» ASSIGNMENT:
Every line that contains "single" must be located and copied from the data.

Data extracted from a collection:

════

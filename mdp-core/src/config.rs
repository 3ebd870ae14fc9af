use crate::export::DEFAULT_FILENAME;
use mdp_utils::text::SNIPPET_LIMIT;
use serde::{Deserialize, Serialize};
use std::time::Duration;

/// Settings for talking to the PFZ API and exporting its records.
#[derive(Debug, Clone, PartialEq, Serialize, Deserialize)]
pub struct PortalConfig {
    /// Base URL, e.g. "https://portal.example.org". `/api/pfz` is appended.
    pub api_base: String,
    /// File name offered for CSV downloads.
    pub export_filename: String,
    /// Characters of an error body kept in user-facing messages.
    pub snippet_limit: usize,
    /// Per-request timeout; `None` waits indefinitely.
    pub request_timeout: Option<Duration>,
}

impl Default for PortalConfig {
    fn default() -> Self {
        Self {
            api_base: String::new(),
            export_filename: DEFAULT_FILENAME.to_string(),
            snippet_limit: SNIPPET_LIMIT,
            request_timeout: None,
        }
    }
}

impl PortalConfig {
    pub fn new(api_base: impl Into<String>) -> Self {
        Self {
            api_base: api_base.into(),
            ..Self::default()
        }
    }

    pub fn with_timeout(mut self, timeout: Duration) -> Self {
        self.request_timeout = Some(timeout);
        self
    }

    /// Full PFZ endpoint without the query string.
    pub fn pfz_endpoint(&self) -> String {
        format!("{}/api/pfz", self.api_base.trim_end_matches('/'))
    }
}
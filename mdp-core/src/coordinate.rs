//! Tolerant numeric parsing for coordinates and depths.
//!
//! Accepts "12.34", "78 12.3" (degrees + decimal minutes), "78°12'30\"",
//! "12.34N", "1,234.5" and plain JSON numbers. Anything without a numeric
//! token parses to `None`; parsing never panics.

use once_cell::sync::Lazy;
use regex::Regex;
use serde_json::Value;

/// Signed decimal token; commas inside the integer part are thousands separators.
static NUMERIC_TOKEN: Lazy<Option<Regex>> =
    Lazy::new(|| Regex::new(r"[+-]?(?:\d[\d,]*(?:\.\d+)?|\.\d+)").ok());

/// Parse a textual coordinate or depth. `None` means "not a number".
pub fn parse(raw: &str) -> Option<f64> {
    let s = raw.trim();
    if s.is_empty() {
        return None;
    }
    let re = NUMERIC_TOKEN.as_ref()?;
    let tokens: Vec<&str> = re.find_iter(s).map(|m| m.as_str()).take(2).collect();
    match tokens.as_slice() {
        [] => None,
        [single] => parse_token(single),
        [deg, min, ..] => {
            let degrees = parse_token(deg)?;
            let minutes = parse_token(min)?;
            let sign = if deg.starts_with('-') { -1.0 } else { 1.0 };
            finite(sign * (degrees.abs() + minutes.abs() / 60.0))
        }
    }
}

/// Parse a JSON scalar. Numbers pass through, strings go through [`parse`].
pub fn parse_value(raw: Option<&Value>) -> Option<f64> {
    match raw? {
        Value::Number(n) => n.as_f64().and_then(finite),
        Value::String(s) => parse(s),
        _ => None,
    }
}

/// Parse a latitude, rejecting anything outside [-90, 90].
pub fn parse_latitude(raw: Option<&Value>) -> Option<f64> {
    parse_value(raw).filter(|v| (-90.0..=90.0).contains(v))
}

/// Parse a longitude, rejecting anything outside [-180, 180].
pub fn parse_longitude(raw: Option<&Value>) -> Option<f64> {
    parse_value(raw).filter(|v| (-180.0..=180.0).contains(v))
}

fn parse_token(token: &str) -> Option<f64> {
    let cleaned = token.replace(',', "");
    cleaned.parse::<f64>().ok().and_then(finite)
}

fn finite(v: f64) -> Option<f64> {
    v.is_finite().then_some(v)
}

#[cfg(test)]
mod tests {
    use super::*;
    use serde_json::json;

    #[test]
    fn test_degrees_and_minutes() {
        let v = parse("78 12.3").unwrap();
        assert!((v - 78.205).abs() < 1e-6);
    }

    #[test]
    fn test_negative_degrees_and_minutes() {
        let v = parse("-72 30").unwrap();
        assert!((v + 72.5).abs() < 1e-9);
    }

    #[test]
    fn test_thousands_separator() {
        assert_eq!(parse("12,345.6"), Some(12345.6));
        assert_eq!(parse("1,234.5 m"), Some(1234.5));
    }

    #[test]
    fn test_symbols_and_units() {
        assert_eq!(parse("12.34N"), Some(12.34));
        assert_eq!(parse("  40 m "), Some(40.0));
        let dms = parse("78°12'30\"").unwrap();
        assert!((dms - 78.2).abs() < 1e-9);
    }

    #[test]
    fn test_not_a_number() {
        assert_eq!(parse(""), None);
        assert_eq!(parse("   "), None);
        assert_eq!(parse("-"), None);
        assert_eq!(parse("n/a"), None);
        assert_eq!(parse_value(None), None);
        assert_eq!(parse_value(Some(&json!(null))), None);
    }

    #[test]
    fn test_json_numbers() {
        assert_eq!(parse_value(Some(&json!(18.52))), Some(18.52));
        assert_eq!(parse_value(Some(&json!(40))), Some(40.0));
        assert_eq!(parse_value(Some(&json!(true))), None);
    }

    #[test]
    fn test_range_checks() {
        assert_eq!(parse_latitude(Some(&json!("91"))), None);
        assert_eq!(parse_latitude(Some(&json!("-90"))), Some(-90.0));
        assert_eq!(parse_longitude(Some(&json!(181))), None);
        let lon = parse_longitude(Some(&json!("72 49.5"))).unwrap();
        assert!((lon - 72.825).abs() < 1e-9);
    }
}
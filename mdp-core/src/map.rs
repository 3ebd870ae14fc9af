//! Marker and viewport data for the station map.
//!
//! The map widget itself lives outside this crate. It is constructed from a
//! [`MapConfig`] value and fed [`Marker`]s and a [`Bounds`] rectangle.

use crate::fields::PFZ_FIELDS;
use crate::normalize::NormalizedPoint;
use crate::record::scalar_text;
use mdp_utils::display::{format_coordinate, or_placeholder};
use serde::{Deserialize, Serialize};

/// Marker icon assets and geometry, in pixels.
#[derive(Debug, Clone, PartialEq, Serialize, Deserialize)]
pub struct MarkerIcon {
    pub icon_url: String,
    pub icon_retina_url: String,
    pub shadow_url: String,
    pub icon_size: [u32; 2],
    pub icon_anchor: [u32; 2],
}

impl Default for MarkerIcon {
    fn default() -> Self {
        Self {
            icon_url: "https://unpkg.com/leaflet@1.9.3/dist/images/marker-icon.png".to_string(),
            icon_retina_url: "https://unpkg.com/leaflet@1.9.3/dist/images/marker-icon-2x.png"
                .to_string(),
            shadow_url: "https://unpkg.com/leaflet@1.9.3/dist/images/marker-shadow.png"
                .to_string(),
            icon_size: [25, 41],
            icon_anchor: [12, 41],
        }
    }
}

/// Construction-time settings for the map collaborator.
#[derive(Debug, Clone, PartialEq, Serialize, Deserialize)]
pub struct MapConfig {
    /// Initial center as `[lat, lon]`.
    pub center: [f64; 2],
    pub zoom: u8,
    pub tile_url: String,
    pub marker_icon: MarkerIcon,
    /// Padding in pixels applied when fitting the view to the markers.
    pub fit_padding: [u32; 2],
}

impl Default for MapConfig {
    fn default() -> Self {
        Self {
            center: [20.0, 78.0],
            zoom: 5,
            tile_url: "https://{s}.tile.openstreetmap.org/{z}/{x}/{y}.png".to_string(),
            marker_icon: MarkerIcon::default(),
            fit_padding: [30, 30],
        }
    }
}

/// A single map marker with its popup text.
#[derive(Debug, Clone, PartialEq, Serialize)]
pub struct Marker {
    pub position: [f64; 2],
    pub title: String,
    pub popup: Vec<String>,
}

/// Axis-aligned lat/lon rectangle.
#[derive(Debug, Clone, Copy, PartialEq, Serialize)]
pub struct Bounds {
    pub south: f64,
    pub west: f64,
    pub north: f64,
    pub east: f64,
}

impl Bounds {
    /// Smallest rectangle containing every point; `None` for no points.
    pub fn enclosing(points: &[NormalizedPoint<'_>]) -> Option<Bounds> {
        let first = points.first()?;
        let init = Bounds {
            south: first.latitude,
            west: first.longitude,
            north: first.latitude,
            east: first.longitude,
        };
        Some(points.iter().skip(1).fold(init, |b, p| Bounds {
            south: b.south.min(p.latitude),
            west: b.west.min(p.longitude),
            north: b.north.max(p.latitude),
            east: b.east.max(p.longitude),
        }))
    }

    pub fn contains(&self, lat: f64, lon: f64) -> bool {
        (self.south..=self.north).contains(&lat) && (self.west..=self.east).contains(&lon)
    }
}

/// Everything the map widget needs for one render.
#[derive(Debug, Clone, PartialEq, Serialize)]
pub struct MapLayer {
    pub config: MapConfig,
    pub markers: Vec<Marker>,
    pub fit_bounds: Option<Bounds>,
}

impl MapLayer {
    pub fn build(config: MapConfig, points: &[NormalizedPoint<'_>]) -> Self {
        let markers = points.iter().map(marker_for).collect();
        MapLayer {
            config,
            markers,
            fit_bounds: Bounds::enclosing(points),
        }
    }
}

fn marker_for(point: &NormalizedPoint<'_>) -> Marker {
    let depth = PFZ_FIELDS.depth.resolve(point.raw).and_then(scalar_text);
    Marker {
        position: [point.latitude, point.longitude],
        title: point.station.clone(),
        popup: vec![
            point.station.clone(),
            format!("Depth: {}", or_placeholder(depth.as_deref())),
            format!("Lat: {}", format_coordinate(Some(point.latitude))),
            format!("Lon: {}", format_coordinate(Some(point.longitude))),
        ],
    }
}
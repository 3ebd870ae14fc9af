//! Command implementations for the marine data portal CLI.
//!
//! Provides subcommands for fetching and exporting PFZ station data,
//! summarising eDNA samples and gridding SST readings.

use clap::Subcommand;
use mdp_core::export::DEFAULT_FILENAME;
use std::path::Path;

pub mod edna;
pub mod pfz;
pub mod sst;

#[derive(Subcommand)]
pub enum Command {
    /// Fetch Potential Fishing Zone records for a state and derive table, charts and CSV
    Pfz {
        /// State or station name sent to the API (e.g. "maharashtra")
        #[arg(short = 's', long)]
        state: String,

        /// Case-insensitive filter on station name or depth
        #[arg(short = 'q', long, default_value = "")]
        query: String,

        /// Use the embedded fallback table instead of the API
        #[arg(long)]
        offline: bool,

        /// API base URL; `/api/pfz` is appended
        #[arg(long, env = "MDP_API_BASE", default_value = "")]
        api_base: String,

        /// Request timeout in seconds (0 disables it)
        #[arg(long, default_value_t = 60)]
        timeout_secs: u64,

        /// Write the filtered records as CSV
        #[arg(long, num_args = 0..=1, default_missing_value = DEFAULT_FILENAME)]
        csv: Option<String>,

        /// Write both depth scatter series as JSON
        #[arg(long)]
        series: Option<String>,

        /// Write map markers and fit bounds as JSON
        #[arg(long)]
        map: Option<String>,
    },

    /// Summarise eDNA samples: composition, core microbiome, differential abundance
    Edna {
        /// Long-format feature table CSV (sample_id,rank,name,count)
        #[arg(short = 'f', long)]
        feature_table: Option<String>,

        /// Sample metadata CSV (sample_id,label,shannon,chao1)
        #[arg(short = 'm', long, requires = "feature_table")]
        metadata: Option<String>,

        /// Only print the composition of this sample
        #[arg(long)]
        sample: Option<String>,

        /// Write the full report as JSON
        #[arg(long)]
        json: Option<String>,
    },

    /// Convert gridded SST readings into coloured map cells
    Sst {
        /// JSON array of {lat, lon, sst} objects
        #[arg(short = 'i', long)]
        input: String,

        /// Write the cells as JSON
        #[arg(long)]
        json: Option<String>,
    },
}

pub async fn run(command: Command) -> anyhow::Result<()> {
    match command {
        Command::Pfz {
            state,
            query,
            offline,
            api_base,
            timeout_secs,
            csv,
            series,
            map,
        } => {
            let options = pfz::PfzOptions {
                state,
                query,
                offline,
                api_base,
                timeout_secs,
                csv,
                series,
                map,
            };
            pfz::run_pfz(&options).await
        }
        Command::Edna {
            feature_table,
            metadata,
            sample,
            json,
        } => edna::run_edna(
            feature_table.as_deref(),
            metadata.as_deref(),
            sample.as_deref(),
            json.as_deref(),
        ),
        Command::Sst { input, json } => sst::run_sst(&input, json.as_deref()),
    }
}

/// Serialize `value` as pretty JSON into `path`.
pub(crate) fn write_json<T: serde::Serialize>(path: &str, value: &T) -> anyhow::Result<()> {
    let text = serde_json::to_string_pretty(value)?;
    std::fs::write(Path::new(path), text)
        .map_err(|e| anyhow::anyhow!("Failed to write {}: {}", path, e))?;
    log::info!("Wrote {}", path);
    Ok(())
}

════

» ANSWER TO THE EXERCISE:
        [single] => parse_token(single),
/// A single map marker with its popup text.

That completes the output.